These cyberspace layers are subdivided and expanded into the basic concepts of physical layer, logical layer, and persona layer. David Clark subdivided cyberspace into a physical and a logical layer, as well as an information layer that represents the information flow in cyberspace and a top layer-people layer that allows human decisions to be projected into cyberspace. The characteristic of this concept is that the service of cyberspace has a dependency between the layers, thus providing a basis for the threat of cyberspace to be reflected in the real space [19]. The US Department of Homeland Security has defined a cyber ecosystem that extends the concept of the cyberspace layer. The cyber ecosystem is a notion that social organizations such as private companies and governments as well as human beings construct virtual ecosystems by interacting with electronic devices and electronic services such as hardware and software [20]. This concept reflects the situation in which the gap between cyberspace and real space is decreasing due to the development of IoT and AI (Artificial Intelligence) technology. The cyber ecosystem consists of 15 layers including the cyberspace layer concept. These hierarchies suggested that the impacts in cyberspace could affect social or policy systems (see Figure 1).

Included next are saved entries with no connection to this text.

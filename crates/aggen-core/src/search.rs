//! Frontier-driven attack graph generation.
//!
//! Each iteration dequeues one state and runs two phases:
//!
//! 1. **Match** (read-only, parallel): every `(exploit, binding)` pair whose
//!    hypothesis is fully present in the state qualifies. Qualifying pairs are
//!    collected in `(exploit, binding)` order regardless of worker count.
//! 2. **Apply** (sequential, single writer): each qualifying pair produces a
//!    successor. A successor whose hash equals the source is dropped. An unseen
//!    hash gets the next identity, joins the frontier and gets an edge. A seen
//!    hash only gets an edge to the existing identity.
//!
//! The frontier is FIFO, so identities follow breadth-first discovery order.

use rayon::prelude::*;
use serde::{Deserialize, Serialize};
use std::collections::VecDeque;
use std::time::{Duration, Instant};
use tracing::{debug, info, trace};

use crate::dedup::{Claim, DedupError, DedupIndex, MemoryDedup};
use crate::exploit::{AssetBinding, Exploit, ModelError};
use crate::fact::{self, Asset, Quality, Topology};
use crate::factbase::{Factbase, NetworkState};
use crate::permutation::{Assignment, PermutationCache, PermutationError};
use crate::{EdgeId, ExploitId, Interner, StateId};

/// Upper bound on match-phase workers when none is configured.
pub const DEFAULT_MAX_WORKERS: usize = 32;

#[derive(Debug, thiserror::Error)]
pub enum SearchError {
    #[error(transparent)]
    Model(#[from] ModelError),
    #[error(transparent)]
    Permutation(#[from] PermutationError),
    #[error(transparent)]
    Dedup(#[from] DedupError),
    #[error("failed to build match-phase thread pool: {0}")]
    ThreadPool(String),
    #[error("checkpoint flush failed: {0:#}")]
    Checkpoint(anyhow::Error),
}

// ============================================================================
// Configuration
// ============================================================================

#[derive(Debug, Clone, PartialEq, Eq, Serialize, Deserialize)]
#[serde(default)]
pub struct SearchConfig {
    /// Flush to the checkpoint sink every time this many new states have
    /// been discovered. `None` flushes only once, at the end.
    pub batch_size: Option<usize>,
    /// Upper bound on match-phase workers.
    pub threads: usize,
    /// Pre-allocated frontier capacity.
    pub initial_queue_capacity: usize,
}

impl Default for SearchConfig {
    fn default() -> Self {
        Self {
            batch_size: None,
            threads: DEFAULT_MAX_WORKERS,
            initial_queue_capacity: 1024,
        }
    }
}

/// Workers for one match phase: one below two candidates, one per candidate
/// up to the bound, the bound beyond that.
pub fn worker_count(candidates: usize, max_workers: usize) -> usize {
    let max_workers = max_workers.max(1);
    if candidates < 2 {
        1
    } else {
        candidates.min(max_workers)
    }
}

// ============================================================================
// Inputs and outputs
// ============================================================================

/// Everything the search needs, fully materialized.
#[derive(Debug, Clone, Default)]
pub struct SearchInstance {
    pub interner: Interner,
    pub initial_qualities: Vec<Quality>,
    pub initial_topologies: Vec<Topology>,
    pub assets: Vec<Asset>,
    pub exploits: Vec<Exploit>,
}

/// "Applying `exploit` with `binding` turns `from` into `to`."
#[derive(Debug, Clone, PartialEq, Eq, Serialize, Deserialize)]
pub struct Edge {
    pub id: EdgeId,
    pub from: StateId,
    pub to: StateId,
    pub exploit: ExploitId,
    pub binding: Assignment,
}

#[derive(Debug, Clone, Serialize, Deserialize)]
pub struct SearchResult {
    pub interner: Interner,
    /// Discovered states in identity order.
    pub states: Vec<NetworkState>,
    pub edges: Vec<Edge>,
    pub elapsed: Duration,
}

impl SearchResult {
    /// The state this search claimed under `id`. States are stored in
    /// ascending identity order.
    pub fn state(&self, id: StateId) -> Option<&NetworkState> {
        self.states
            .binary_search_by_key(&Some(id), NetworkState::id)
            .ok()
            .map(|i| &self.states[i])
    }
}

This means that the threat of cyberspace through mobile devices can be visualized through IoT equipment. The reason why IoT equipment can be visualized as a threat is due to the factors of IoT. IoT equipment consists of identification, sensing, communication, computation, service, and semantics [21].

Identification. It is an explicit identification of each object in the logical layer and is provided by addressing the device, such as an electronic product code (EPC) and ubiquitous code, by naming the device or by addressing a specific object. IPv6 is used to assign a unique address to each entity [22]. Mobile devices could be exposed to threats if they are made into fake access points with the name of such equipment.

Sensing. It refers to the process of collecting information from objects through RFID tags, smart sensors, and so on. Since most IoT devices are connected to the mobile device, if the mobile device is exposed to spyware, phishing attacks, etc., an attacker can gain access to private data [23]. Or when a user accesses unsecured Wi-Fi, the ID and password of the IoT device may be exposed and illegally monitored or the personal information may be leaked to the outside.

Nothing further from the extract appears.